Conventional HVAC design focuses on indoor temperature, but keeping humidity under control is also very important. Excessive moisture and dryness both have negative consequences, and the recommendation is keeping humidity within a moderate range. The US Environmental Protection Agency (EPA) and the American Society of Heating, Refrigerating and Air-Conditioning Engineers (ASHRAE) agree that the optimal range for indoor relative humidity is from 30% to 60%.
In many cases, heating and cooling systems can deliver adequate temperature and humidity simultaneously. However, when this is not possible, HVAC engineers specify humidification or dehumidification equipment as needed. Since these systems consume additional energy, the recommendation is to only purchase them after a professional assessment.
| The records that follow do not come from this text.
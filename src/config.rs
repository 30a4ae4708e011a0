//! Configuration loading helpers.

use std::env;
use std::fs;
use std::path::Path;
use std::str::FromStr;

use serde::Deserialize;

use crate::desc::{FetchDescriptor, IoDescriptor, UpdateDescriptor};
use crate::entry::Mode;
use crate::error::DescError;

/// Errors returned by configuration loading.
#[derive(Debug, thiserror::Error)]
pub enum ConfigError {
    /// I/O error while reading config files.
    #[error("io error: {0}")]
    Io(#[from] std::io::Error),
    /// TOML parse error.
    #[error("toml parse error: {0}")]
    Toml(#[from] toml::de::Error),
    /// Invalid value for a key.
    #[error("invalid value for {key}: {value}")]
    InvalidValue {
        /// Configuration key.
        key: String,
        /// Raw value string.
        value: String,
    },
    /// Unknown configuration key.
    #[error("unknown config key: {0}")]
    UnknownKey(String),
    /// Missing required configuration field.
    #[error("missing required field: {0}")]
    MissingField(String),
    /// The resolved parameters were rejected by descriptor construction.
    #[error("invalid descriptor parameters: {0}")]
    Descriptor(#[from] DescError),
}

/// Top-level configuration schema.
#[derive(Debug, Clone, Default, Deserialize)]
pub struct OxidescConfig {
    /// Descriptor construction parameters.
    pub descriptor: Option<DescriptorSpec>,
}

/// Descriptor parameters as they appear in configuration.
#[derive(Debug, Clone, Default, Deserialize)]
pub struct DescriptorSpec {
    /// Shared cap for all keys, in characters.
    pub max_key_chars: Option<u16>,
    /// Number of entry slots.
    pub entry_count: Option<u16>,
    /// Capacity of each entry's Data Buffer, in bytes.
    pub entry_buffer_len: Option<usize>,
    /// `"update"` or `"fetch"`.
    pub mode: Option<String>,
}

impl OxidescConfig {
    /// Load configuration from a TOML file.
    pub fn load_from_path(path: impl AsRef<Path>) -> Result<Self, ConfigError> {
        let contents = fs::read_to_string(path)?;
        Ok(toml::from_str(&contents)?)
    }

    /// Load configuration from the `OXIDESC_CONFIG` env var (if set), then
    /// apply `OXIDESC__section__field` overrides.
    pub fn load_from_env() -> Result<Self, ConfigError> {
        let config_path = env::var("OXIDESC_CONFIG").ok();
        let mut config = match config_path {
            Some(path) => Self::load_from_path(path)?,
            None => Self::default(),
        };
        config.apply_env_overrides()?;
        Ok(config)
    }

    /// Apply environment overrides in-place.
    pub fn apply_env_overrides(&mut self) -> Result<(), ConfigError> {
        for (key, value) in env::vars() {
            if !key.starts_with("OXIDESC__") {
                continue;
            }
            let path = key["OXIDESC__".len()..].to_ascii_lowercase();
            let parts: Vec<&str> = path.split("__").collect();
            let value = value.trim().to_string();

            match parts.as_slice() {
                ["descriptor", "max_key_chars"] => {
                    self.descriptor_mut().max_key_chars = Some(parse_value(&key, &value)?);
                }
                ["descriptor", "entry_count"] => {
                    self.descriptor_mut().entry_count = Some(parse_value(&key, &value)?);
                }
                ["descriptor", "entry_buffer_len"] => {
                    self.descriptor_mut().entry_buffer_len = Some(parse_value(&key, &value)?);
                }
                ["descriptor", "mode"] => {
                    self.descriptor_mut().mode = Some(value);
                }
                _ => return Err(ConfigError::UnknownKey(key)),
            }
        }
        Ok(())
    }

    /// Resolved descriptor parameters; fails on missing fields.
    pub fn descriptor_params(&self) -> Result<DescriptorParams, ConfigError> {
        let spec = self
            .descriptor
            .as_ref()
            .ok_or_else(|| ConfigError::MissingField("descriptor".to_string()))?;
        let max_key_chars = spec
            .max_key_chars
            .ok_or_else(|| ConfigError::MissingField("descriptor.max_key_chars".to_string()))?;
        let entry_count = spec
            .entry_count
            .ok_or_else(|| ConfigError::MissingField("descriptor.entry_count".to_string()))?;
        let entry_buffer_len = spec
            .entry_buffer_len
            .ok_or_else(|| ConfigError::MissingField("descriptor.entry_buffer_len".to_string()))?;
        let mode = match spec.mode.as_deref() {
            Some("update") => Mode::Update,
            Some("fetch") => Mode::Fetch,
            Some(other) => {
                return Err(ConfigError::InvalidValue {
                    key: "descriptor.mode".to_string(),
                    value: other.to_string(),
                })
            }
            None => return Err(ConfigError::MissingField("descriptor.mode".to_string())),
        };
        Ok(DescriptorParams {
            max_key_chars,
            entry_count,
            entry_buffer_len,
            mode,
        })
    }

    fn descriptor_mut(&mut self) -> &mut DescriptorSpec {
        self.descriptor.get_or_insert_with(DescriptorSpec::default)
    }
}

/// Fully resolved descriptor construction parameters.
#[derive(Debug, Clone, Copy, PartialEq, Eq)]
pub struct DescriptorParams {
    /// Shared cap for all keys, in characters.
    pub max_key_chars: u16,
    /// Number of entry slots.
    pub entry_count: u16,
    /// Capacity of each entry's Data Buffer, in bytes.
    pub entry_buffer_len: usize,
    /// Update or fetch.
    pub mode: Mode,
}

impl DescriptorParams {
    /// Build a mode-checked descriptor from these parameters.
    pub fn build(&self) -> Result<IoDescriptor, ConfigError> {
        Ok(IoDescriptor::new(
            self.max_key_chars,
            self.entry_count,
            self.entry_buffer_len,
            self.mode,
        )?)
    }

    /// Build an [`UpdateDescriptor`]; fails unless `mode` is update.
    pub fn build_update(&self) -> Result<UpdateDescriptor, ConfigError> {
        if self.mode != Mode::Update {
            return Err(ConfigError::InvalidValue {
                key: "descriptor.mode".to_string(),
                value: self.mode.to_string(),
            });
        }
        Ok(UpdateDescriptor::new(
            self.max_key_chars,
            self.entry_count,
            self.entry_buffer_len,
        )?)
    }

    /// Build a [`FetchDescriptor`]; fails unless `mode` is fetch.
    pub fn build_fetch(&self) -> Result<FetchDescriptor, ConfigError> {
        if self.mode != Mode::Fetch {
            return Err(ConfigError::InvalidValue {
                key: "descriptor.mode".to_string(),
                value: self.mode.to_string(),
            });
        }
        Ok(FetchDescriptor::new(
            self.max_key_chars,
            self.entry_count,
            self.entry_buffer_len,
        )?)
    }
}

fn parse_value<T: FromStr>(key: &str, value: &str) -> Result<T, ConfigError> {
    value.parse().map_err(|_| ConfigError::InvalidValue {
        key: key.to_string(),
        value: value.to_string(),
    })
}
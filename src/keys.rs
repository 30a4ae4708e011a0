//! Fixed-width key encoding for the Description Buffer.
//!
//! Keys are written as UTF-16 code units, two bytes per unit in native
//! order, into a slot that is always exactly `max_key_encoded_len` bytes
//! wide. Only `len(key) * 2` content bytes are written; the remainder of the
//! slot is covered by cursor arithmetic, so the engine can skip fixed
//! offsets without knowing any key's actual length. Decoding is the engine's
//! side of the contract.

use crate::buffer::IoBuffer;
use crate::error::{DescError, Result};

/// Length of `key` once encoded, in bytes (two per UTF-16 unit).
#[inline]
pub fn encoded_key_len(key: &str) -> usize {
    key.encode_utf16().count() * 2
}

/// Validate `key` against the shared encoded-length cap.
///
/// Returns the encoded length in bytes. `key_kind` names the key in the
/// error ("top key" or "entry key"); the reported limits are in characters,
/// not bytes.
pub fn check_key_len(key: &str, max_key_encoded_len: u16, key_kind: &'static str) -> Result<u16> {
    let units = key.encode_utf16().count();
    let encoded = units * 2;
    if encoded > usize::from(max_key_encoded_len) {
        return Err(DescError::KeyTooLong {
            key_kind,
            max_chars: max_key_encoded_len / 2,
            actual_chars: units,
        });
    }
    Ok(encoded as u16)
}

/// Encode `key` into the slot at the current write cursor, then advance the
/// cursor to the slot boundary regardless of the key's actual length.
///
/// The caller must have validated the key with [`check_key_len`]; a key
/// longer than the slot panics via the buffer's bounds check.
pub fn write_key(buf: &mut IoBuffer, key: &str, max_key_encoded_len: u16) {
    let slot_start = buf.writer_index();
    for unit in key.encode_utf16() {
        buf.put_u16(unit);
    }
    buf.set_writer_index(slot_start + usize::from(max_key_encoded_len));
}

/// Advance the write cursor past an already-encoded `[key_len][key slot]`
/// pair without touching its content. Used on reuse cycles for keys that
/// have not changed since the prior encode.
#[inline]
pub fn skip_key_slot(buf: &mut IoBuffer, max_key_encoded_len: u16) {
    buf.set_writer_index(buf.writer_index() + 2 + usize::from(max_key_encoded_len));
}
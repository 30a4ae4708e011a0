//! Configuration loading tests: TOML files, env overrides, and descriptor
//! construction from resolved parameters.

use std::env;
use std::io::Write;

use oxidesc::config::{ConfigError, OxidescConfig};
use oxidesc::Mode;

#[test]
fn load_from_toml_file() {
    let mut file = tempfile::NamedTempFile::new().unwrap();
    writeln!(
        file,
        r#"
        [descriptor]
        max_key_chars = 16
        entry_count = 8
        entry_buffer_len = 8192
        mode = "update"
        "#
    )
    .unwrap();

    let config = OxidescConfig::load_from_path(file.path()).unwrap();
    let params = config.descriptor_params().unwrap();
    assert_eq!(params.max_key_chars, 16);
    assert_eq!(params.entry_count, 8);
    assert_eq!(params.entry_buffer_len, 8192);
    assert_eq!(params.mode, Mode::Update);

    let desc = params.build().unwrap();
    assert_eq!(desc.entry_count(), 8);
    assert_eq!(desc.max_key_encoded_len(), 32);
}

#[test]
fn missing_file_is_an_io_error() {
    let err = OxidescConfig::load_from_path("/nonexistent/oxidesc.toml").unwrap_err();
    assert!(matches!(err, ConfigError::Io(_)));
}

// All env mutation lives in this one test; parallel test threads share the
// process environment.
#[test]
fn env_overrides_and_unknown_keys() {
    env::set_var("OXIDESC__DESCRIPTOR__ENTRY_COUNT", "9");
    env::set_var("OXIDESC__DESCRIPTOR__MODE", "fetch");
    let mut config: OxidescConfig = toml::from_str(
        r#"
        [descriptor]
        max_key_chars = 4
        entry_count = 2
        entry_buffer_len = 64
        mode = "update"
        "#,
    )
    .unwrap();
    config.apply_env_overrides().unwrap();
    let params = config.descriptor_params().unwrap();
    assert_eq!(params.entry_count, 9);
    assert_eq!(params.mode, Mode::Fetch);
    env::remove_var("OXIDESC__DESCRIPTOR__ENTRY_COUNT");
    env::remove_var("OXIDESC__DESCRIPTOR__MODE");

    env::set_var("OXIDESC__DESCRIPTOR__ENTRY_COUNT", "not-a-number");
    let mut config = OxidescConfig::default();
    assert!(matches!(
        config.apply_env_overrides().unwrap_err(),
        ConfigError::InvalidValue { .. }
    ));
    env::remove_var("OXIDESC__DESCRIPTOR__ENTRY_COUNT");

    env::set_var("OXIDESC__NOPE__FIELD", "1");
    let mut config = OxidescConfig::default();
    assert!(matches!(
        config.apply_env_overrides().unwrap_err(),
        ConfigError::UnknownKey(_)
    ));
    env::remove_var("OXIDESC__NOPE__FIELD");
}
//! Boundary layer between descriptors and the external storage engine.
//!
//! The engine is an opaque collaborator: it receives the encoded Description
//! Buffer, performs the batched operation, and writes result metadata and
//! payload back into the same buffers. The wire format never carries raw
//! memory addresses; each entry's 8-byte slot holds a [`BufferHandle`], an
//! opaque id resolved through the descriptor's [`HandleTable`]. Translating
//! handles into raw pointers for a native engine happens only in the [`raw`]
//! submodule.

use std::num::NonZeroU64;

use thiserror::Error;

use crate::buffer::IoBuffer;
use crate::entry::Mode;

/// Errors reported by an external engine call or by handle resolution.
#[derive(Debug, Error)]
#[non_exhaustive]
pub enum EngineError {
    /// The engine rejected or failed the batched operation.
    #[error("engine rejected the request: {0}")]
    Rejected(String),

    /// I/O failure inside the engine.
    #[error("engine i/o failure: {0}")]
    Io(#[from] std::io::Error),

    /// A data-buffer handle did not resolve, or its buffer was released.
    #[error("unknown or released buffer handle {0}")]
    UnknownHandle(u64),

    /// The engine could not decode the Description Buffer.
    #[error("malformed description buffer: {0}")]
    MalformedDescriptor(String),
}

/// Opaque, non-zero id of one entry's Data Buffer.
///
/// Handles are assigned when a descriptor is constructed and never change,
/// so the 8-byte wire slot they occupy stays valid across reuse cycles
/// without being rewritten.
#[derive(Debug, Clone, Copy, PartialEq, Eq, Hash)]
pub struct BufferHandle(NonZeroU64);

impl BufferHandle {
    /// Handle for the entry at `index`. Handles are dense: index 0 maps to
    /// handle 1, and so on, keeping 0 free as the "no handle" wire value.
    pub(crate) fn from_index(index: usize) -> Self {
        Self(NonZeroU64::MIN.saturating_add(index as u64))
    }

    /// Reconstruct a handle from its wire value. Returns `None` for zero.
    pub fn from_wire(value: u64) -> Option<Self> {
        NonZeroU64::new(value).map(Self)
    }

    /// The value written into the 8-byte wire slot.
    #[inline]
    pub fn get(self) -> u64 {
        self.0.get()
    }

    /// The entry index this handle denotes.
    #[inline]
    pub(crate) fn index(self) -> usize {
        (self.0.get() - 1) as usize
    }
}

/// Side table mapping [`BufferHandle`]s to entry slots for one descriptor.
#[derive(Debug, Clone, Copy)]
pub struct HandleTable {
    count: usize,
}

impl HandleTable {
    pub(crate) fn with_capacity(count: usize) -> Self {
        Self { count }
    }

    /// Handle of the entry at `index`, or `None` past the table's end.
    pub fn handle(&self, index: usize) -> Option<BufferHandle> {
        (index < self.count).then(|| BufferHandle::from_index(index))
    }

    /// Entry index a handle denotes, or `None` if it is not in this table.
    pub fn resolve(&self, handle: BufferHandle) -> Option<usize> {
        let index = handle.index();
        (index < self.count).then_some(index)
    }

    /// Number of slots in the table.
    pub fn len(&self) -> usize {
        self.count
    }

    /// Whether the table has no slots.
    pub fn is_empty(&self) -> bool {
        self.count == 0
    }
}

/// One engine call's view of a descriptor: the encoded Description Buffer
/// plus handle-addressed access to the entries' Data Buffers.
pub struct EngineRequest<'a> {
    mode: Mode,
    request_len: usize,
    table: HandleTable,
    desc: &'a mut IoBuffer,
    data: Vec<Option<&'a mut IoBuffer>>,
}

impl<'a> EngineRequest<'a> {
    pub(crate) fn new(
        mode: Mode,
        request_len: usize,
        table: HandleTable,
        desc: &'a mut IoBuffer,
        data: Vec<Option<&'a mut IoBuffer>>,
    ) -> Self {
        Self {
            mode,
            request_len,
            table,
            desc,
            data,
        }
    }

    /// Whether the batched operation is an update or a fetch.
    #[inline]
    pub fn mode(&self) -> Mode {
        self.mode
    }

    /// Length of the request region. For fetch descriptors the result region
    /// starts at exactly this offset within the Description Buffer.
    #[inline]
    pub fn request_len(&self) -> usize {
        self.request_len
    }

    /// Number of entry slots (active or not) behind this request.
    #[inline]
    pub fn entry_count(&self) -> usize {
        self.data.len()
    }

    /// The Description Buffer.
    #[inline]
    pub fn descriptor(&mut self) -> &mut IoBuffer {
        self.desc
    }

    /// Full byte view of the Description Buffer.
    #[inline]
    pub fn descriptor_bytes(&mut self) -> &mut [u8] {
        self.desc.as_mut_slice()
    }

    /// Resolve a handle read from the wire to its Data Buffer.
    pub fn data_buffer(&mut self, handle: BufferHandle) -> Result<&mut IoBuffer, EngineError> {
        let index = self
            .table
            .resolve(handle)
            .ok_or(EngineError::UnknownHandle(handle.get()))?;
        match self.data.get_mut(index) {
            Some(Some(buffer)) => Ok(buffer),
            _ => Err(EngineError::UnknownHandle(handle.get())),
        }
    }
}

/// The external engine the protocol batches operations against.
///
/// Implementations decode the Description Buffer per the wire layout, move
/// payload bytes, write per-entry actual sizes into the result region (fetch
/// only), and write a non-zero native handle into the buffer's first eight
/// bytes if they allocate engine-side state that needs explicit release.
pub trait ObjectEngine {
    /// Perform the batched operation described by `request`.
    fn execute(&mut self, request: EngineRequest<'_>) -> Result<(), EngineError>;

    /// Release engine-side state previously advertised through a non-zero
    /// native handle. Must tolerate handles it no longer knows.
    fn release_descriptor(&mut self, native_handle: u64);
}

pub mod raw {
    //! Raw-pointer resolution for native engines.
    //!
    //! This is the only place where buffer handles become addresses. A
    //! native engine binding resolves each handle it reads from the wire to
    //! a [`RawRegion`] and passes the pointer across the FFI boundary; the
    //! core protocol never sees an address.

    use super::{BufferHandle, EngineError, EngineRequest};

    /// A raw view of one buffer: base pointer and capacity in bytes.
    ///
    /// The pointer is valid only while the originating [`EngineRequest`]
    /// (and therefore the descriptor's borrow) is alive. Reading or writing
    /// through it is `unsafe` FFI territory; the engine must stay within
    /// `len` bytes.
    #[derive(Debug, Clone, Copy)]
    pub struct RawRegion {
        /// Base address of the region.
        pub ptr: *mut u8,
        /// Capacity of the region in bytes.
        pub len: usize,
    }

    /// Raw view of the Description Buffer.
    pub fn descriptor_region(request: &mut EngineRequest<'_>) -> RawRegion {
        let bytes = request.descriptor_bytes();
        RawRegion {
            ptr: bytes.as_mut_ptr(),
            len: bytes.len(),
        }
    }

    /// Raw view of the Data Buffer behind `handle`.
    pub fn data_region(
        request: &mut EngineRequest<'_>,
        handle: BufferHandle,
    ) -> Result<RawRegion, EngineError> {
        let buffer = request.data_buffer(handle)?;
        let bytes = buffer.as_mut_slice();
        Ok(RawRegion {
            ptr: bytes.as_mut_ptr(),
            len: bytes.len(),
        })
    }
}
Make sure your building has optimal temperature and air humidity.
Problems Caused by Excessive Humidity
High humidity causes many issues that affect both buildings and their occupants. Humidity can damage some construction materials, while causing discomfort and health issues.
Depending on where it gathers, humidity can damage many materials. This often leads to expensive reparations, consuming funds that could be used on energy efficiency measures or other building upgrades. The following are some examples of humidity damage:
- Condensation on metallic surfaces causes rusting. Old plumbing systems made from cast iron are especially vulnerable to rust.
- Humidity can also accumulate in the spaces within walls. Wood and paint are especially vulnerable to damage from accumulated moisture.
Air conditioned spaces with excessive humidity often feel like a refrigerator, causing discomfort and health issues. This is a common issue with oversized air conditioning systems: they cool the air too fast, and humidity is not removed effectively.
Humidity also stimulates the growth of mold and dust mites, and both organisms cause respiratory irritation and allergies. In the case of asthma patients, exposure to mold spores or dust mites can also cause flare-ups. Unfortunately, mold and dust mites are very difficult to eliminate directly:
- Mold often grows hidden from sight, constantly spreading spores in building interiors.
- Dust mites are microscopic, and they survive feeding on organic matter such as dead skin shed by humans and pets.
Remove all the mold and dust mites in a building interior is unfeasible, and a much better approach is to lower air humidity. Both organisms die off when air humidity is reduced to the levels recommended by the US EPA and ASHRAE.
Problems Caused by Excessive Air Dryness
Excessive dryness also causes material damage, discomfort and health problems. Air moisture should be removed when necessary, but not to the point where relative humidity drops below the recommended range.
Wood tends to deform and crack when air humidity is too low, and paint may start falling off from surfaces. Low humidity also increases the chance of electrostatic discharges, which have the potential to damage electronic equipment. Data centers are especially vulnerable to electrostatic discharges, since they can damage expensive equipment and compromise important data.
Air dryness tends to irritate the skin, eyes and respiratory system. Small particles also stay airborne longer with low humidity, and this includes dust and viruses. As a consequence, allergies and viral illnesses are more common when relative humidity is low.
Keeping Relative Humidity Within the Optimal Range
As previously mentioned, humidification and dehumidification systems can keep air moisture at optimal levels. However, these devices have a price and an operating cost. The best approach is sizing HVAC equipment for optimal control of temperature and humidity, using additional measures only when necessary.
For example, if your building has humidity issues due to oversized air conditioners, adding dehumidification is not the most effective solution. Instead, you should consider upgrading the air conditioners, since you can get new units with an adequate capacity and a higher energy efficiency. On the other hand, a separate dehumidification system drives up energy expenses.
Some HVAC configurations have built-in dehumidification features, without requiring additional components. For example, dehumidification is possible when you have air handlers with both heating and cooling coils:
- The cooling coil reduces both air temperature and humidity. If additional dehumidification is needed, the cooling output is increased, in order to remove more air humidity.
- If this process cools the air excessively, the heating coil can be used to raise its temperature again.
Some steam-based heating systems allow simultaneous heating and humidification, which is very useful in cold and dry winter days. Although hot water is preferred over steam in space heating applications, your property can benefit from steam-based humidification if there is already a process using it - healthcare institutions and industrial facilities are two examples.
Energy-recovery ventilation systems typically exchange heat between the outdoor air supply and the exhaust. However, some configurations also allow humidity exchange, a concept called enthalpy-recovery ventilation:
- When the outdoor air is dry, ERV system can recover moisture from the exhaust air.
- On the other hand, when outdoor air is too humid, exhaust air can be used to remove some of the moisture.
- In other words, ERV can complement both humidification and dehumidification.
A well-designed HVAC system not only controls the indoor temperature, but also relative humidity. A moderate level of air moisture is recommended, since extreme humidity and dryness cause material damage and health issues.
To achieve the best results, get a professional opinion from HVAC engineers. They can deliver a high-performance mechanical design for new constructions, or suggest upgrades to improve performance in existing buildings. Adding humidification or dehumidification may seem like the simplest solution, but better results may be possible by improving the existing HVAC installation.